El cierre de FATE y los 920 despidos encendieron una señal de alarma en todo el sector manufacturero. La preocupación ya no se limita a la Región Norte o al corredor industrial de San Fernando: ahora se amplificó a escala nacional. Las dos principales entidades fabriles —la UIA y la Unión Industrial del Gran La Plata (UIGLP)— hicieron público su rechazo a lo que consideran un escenario de competencia desleal que acelera la pérdida de empleo y la caída de la producción.
La UIGLP difundió un comunicado en sintonía con la postura nacional. Allí advierte que el cierre de la planta de neumáticos “no representa un hecho aislado”, sino un síntoma de un deterioro productivo extendido. Para la entidad, detrás de cada establecimiento que baja la persiana “se pierden décadas de conocimiento acumulado y tecnología”, con un efecto que se derrama sobre trabajadores, proveedores, pymes vinculadas y la economía local de cada región.
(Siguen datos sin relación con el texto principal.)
//! API-side ownership guard for mutations.
//!
//! Handlers load the target resource and pass it here together with the
//! request's [`CurrentUser`]; resources and storage stay auth-agnostic.

use paddock_auth::ensure_owner;
use paddock_core::{DomainResult, Owned};

use crate::context::CurrentUser;

/// Existence first (`NotFound`), then ownership (`Forbidden`).
pub fn authorize_mutation<R: Owned>(resource: Option<R>, current: &CurrentUser) -> DomainResult<R> {
    ensure_owner(resource, current.id())
}
use std::sync::{Arc, OnceLock};

use anyhow::Context;

use paddock_attendance::AttendanceManager;
use paddock_auth::{
    Argon2Hasher, CredentialHasher, Credentials, PublicUser, Registration, RegistrationSecret, TokenService,
};
use paddock_core::{DomainError, DomainResult, EventId, RiderId};
use paddock_infra::{InMemoryStore, SqliteStore, Store};
use paddock_racing::{Event, EventDetails, Rider, RiderDetails};

use crate::authz::authorize_mutation;
use crate::config::AppConfig;
use crate::context::CurrentUser;

const BAD_CREDENTIALS: &str = "invalid email or password";
const UNKNOWN_USER_PASSWORD: &str = "paddock-unknown-user";

/// Everything the handlers need, built once at startup.
#[derive(Clone)]
pub struct AppServices {
    pub store: Arc<dyn Store>,
    pub tokens: Arc<TokenService>,
    pub hasher: Arc<dyn CredentialHasher>,
    pub attendance: AttendanceManager,
    register_secret: RegistrationSecret,
    /// Verified against when the email is unknown, hashed on first use.
    unknown_user_digest: Arc<OnceLock<String>>,
}

pub async fn build_services(config: &AppConfig) -> anyhow::Result<AppServices> {
    let store: Arc<dyn Store> = match &config.database_url {
        Some(url) => {
            let store = SqliteStore::connect(url, config.store_timeout)
                .await
                .with_context(|| format!("failed to open database {url}"))?;
            tracing::info!(database_url = %url, "using sqlite store");
            Arc::new(store)
        }
        None => {
            tracing::info!("using in-memory store");
            Arc::new(InMemoryStore::new())
        }
    };

    Ok(AppServices::new(store, config))
}

impl AppServices {
    pub fn new(store: Arc<dyn Store>, config: &AppConfig) -> Self {
        let tokens = TokenService::new(config.jwt_secret.as_bytes()).with_ttl(config.token_ttl);
        Self {
            attendance: AttendanceManager::new(store.clone()),
            store,
            tokens: Arc::new(tokens),
            hasher: Arc::new(Argon2Hasher::new()),
            register_secret: RegistrationSecret::new(config.register_secret.clone()),
            unknown_user_digest: Arc::new(OnceLock::new()),
        }
    }

    // -------------------------
    // Accounts
    // -------------------------

    pub async fn register_user(&self, registration: Registration, secret: &str) -> DomainResult<PublicUser> {
        if !self.register_secret.matches(secret) {
            tracing::warn!(email = %registration.email(), "registration rejected: wrong registration secret");
            return Err(DomainError::unauthenticated("invalid registration secret"));
        }

        let digest = self.hash_password(registration.password().to_string()).await?;
        let user = self.store.insert_user(registration.into_new_user(digest)).await?;

        tracing::info!(user_id = %user.id, email = %user.email, "user registered");
        Ok(user.to_public())
    }

    /// Unknown email and wrong password are indistinguishable to the caller.
    ///
    /// Both paths run one Argon2 verification.
    pub async fn login(&self, credentials: Credentials) -> DomainResult<String> {
        let user = self.store.find_user_by_email(credentials.email()).await?;
        let digest = user.as_ref().map(|u| u.password_digest.clone());
        let verified = self
            .verify_password(digest, credentials.password().to_string())
            .await?;

        let user = match user {
            Some(user) if verified => user,
            Some(user) => {
                tracing::warn!(user_id = %user.id, "login failed: wrong password");
                return Err(DomainError::unauthenticated(BAD_CREDENTIALS));
            }
            None => {
                tracing::warn!(email = %credentials.email(), "login failed: unknown email");
                return Err(DomainError::unauthenticated(BAD_CREDENTIALS));
            }
        };

        let token = self.tokens.issue(user.id)?;
        tracing::info!(user_id = %user.id, "login succeeded");
        Ok(token)
    }

    /// `None` verifies against a stand-in digest and always yields `false`.
    async fn verify_password(&self, digest: Option<String>, password: String) -> DomainResult<bool> {
        let hasher = self.hasher.clone();
        let unknown_user_digest = self.unknown_user_digest.clone();
        tokio::task::spawn_blocking(move || -> DomainResult<bool> {
            let Some(digest) = digest else {
                let stand_in = match unknown_user_digest.get() {
                    Some(d) => d,
                    None => {
                        let fresh = hasher.hash(UNKNOWN_USER_PASSWORD)?;
                        unknown_user_digest.get_or_init(|| fresh)
                    }
                };
                hasher.verify(stand_in, &password);
                return Ok(false);
            };
            Ok(hasher.verify(&digest, &password))
        })
        .await
        .map_err(|e| DomainError::storage(format!("password verification task failed: {e}")))?
    }

    /// Argon2 is CPU-bound; keep it off the async workers.
    async fn hash_password(&self, password: String) -> DomainResult<String> {
        let hasher = self.hasher.clone();
        tokio::task::spawn_blocking(move || hasher.hash(&password))
            .await
            .map_err(|e| DomainError::storage(format!("password hashing task failed: {e}")))?
            .map_err(DomainError::from)
    }

    // -------------------------
    // Events
    // -------------------------

    pub async fn create_event(&self, current: &CurrentUser, details: EventDetails) -> DomainResult<Event> {
        let event = self.store.insert_event(current.id(), details).await?;
        tracing::info!(user_id = %current.id(), event_id = %event.id, "event created");
        Ok(event)
    }

    pub async fn get_event(&self, id: EventId) -> DomainResult<Event> {
        self.store
            .find_event(id)
            .await?
            .ok_or_else(|| DomainError::not_found("event"))
    }

    pub async fn list_events(&self) -> DomainResult<Vec<Event>> {
        Ok(self.store.list_events().await?)
    }

    pub async fn update_event(&self, current: &CurrentUser, id: EventId, details: EventDetails) -> DomainResult<Event> {
        authorize_mutation(self.store.find_event(id).await?, current)?;
        self.store
            .update_event(id, details)
            .await?
            .ok_or_else(|| DomainError::not_found("event"))
    }

    pub async fn delete_event(&self, current: &CurrentUser, id: EventId) -> DomainResult<()> {
        authorize_mutation(self.store.find_event(id).await?, current)?;
        if !self.store.delete_event(id).await? {
            return Err(DomainError::not_found("event"));
        }
        tracing::info!(user_id = %current.id(), event_id = %id, "event deleted");
        Ok(())
    }

    // -------------------------
    // Riders
    // -------------------------

    pub async fn create_rider(&self, current: &CurrentUser, details: RiderDetails) -> DomainResult<Rider> {
        let rider = self.store.insert_rider(current.id(), details).await?;
        tracing::info!(user_id = %current.id(), rider_id = %rider.id, "rider created");
        Ok(rider)
    }

    pub async fn get_rider(&self, id: RiderId) -> DomainResult<Rider> {
        self.store
            .find_rider(id)
            .await?
            .ok_or_else(|| DomainError::not_found("rider"))
    }

    pub async fn list_riders(&self) -> DomainResult<Vec<Rider>> {
        Ok(self.store.list_riders().await?)
    }

    pub async fn update_rider(&self, current: &CurrentUser, id: RiderId, details: RiderDetails) -> DomainResult<Rider> {
        authorize_mutation(self.store.find_rider(id).await?, current)?;
        self.store
            .update_rider(id, details)
            .await?
            .ok_or_else(|| DomainError::not_found("rider"))
    }

    pub async fn delete_rider(&self, current: &CurrentUser, id: RiderId) -> DomainResult<()> {
        authorize_mutation(self.store.find_rider(id).await?, current)?;
        if !self.store.delete_rider(id).await? {
            return Err(DomainError::not_found("rider"));
        }
        tracing::info!(user_id = %current.id(), rider_id = %id, "rider deleted");
        Ok(())
    }
}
Reclamo central: competir sí, pero en condiciones equivalentes
El texto difundido por la UIGLP plantea que la industria argentina enfrenta una presión creciente por la sobreoferta global y por “prácticas de competencia desleal, fundamentalmente provenientes de Asia”, un factor particularmente relevante para el mercado del neumático que de hecho fue señalado por la propia FATE como una de las causales del cese. “La industria argentina no teme competir, pero exige igualdad de condiciones”, plantearon los industriales.
El planteo apunta directamente a la apertura comercial en un contexto donde —según la UIGLP— no existe una “convergencia competitiva previa” que nivele las reglas de juego. Mencionan tres pilares: un esquema impositivo razonable, infraestructura eficiente y financiamiento accesible. Sin esos elementos, advierten, la apertura solo “conduce a la destrucción de las capacidades productivas nacionales”.
Caída de empleo y riesgo de desindustrialización
El comunicado subraya que la industria perdió casi 65.000 puestos de trabajo en los últimos dos años (dato a noviembre de 2025), una tendencia que, como ya contó INFOCIELO, se aceleró después de las elecciones de medio término. El cierre de FATE, una empresa de capitales nacionales con trayectoria histórica, se interpreta como un hito particularmente grave en un sector ya tensionado por suspensiones, paralización de líneas y caída de pedidos.
La UIGLP sostiene que el caso no solo afecta a San Fernando, sino a todo el entramado industrial del país. Por eso pide una agenda urgente que permita “proteger y potenciar el motor industrial”, basada en tres ejes: inversión empresarial, modernización laboral y un entorno macroeconómico que haga viable producir localmente.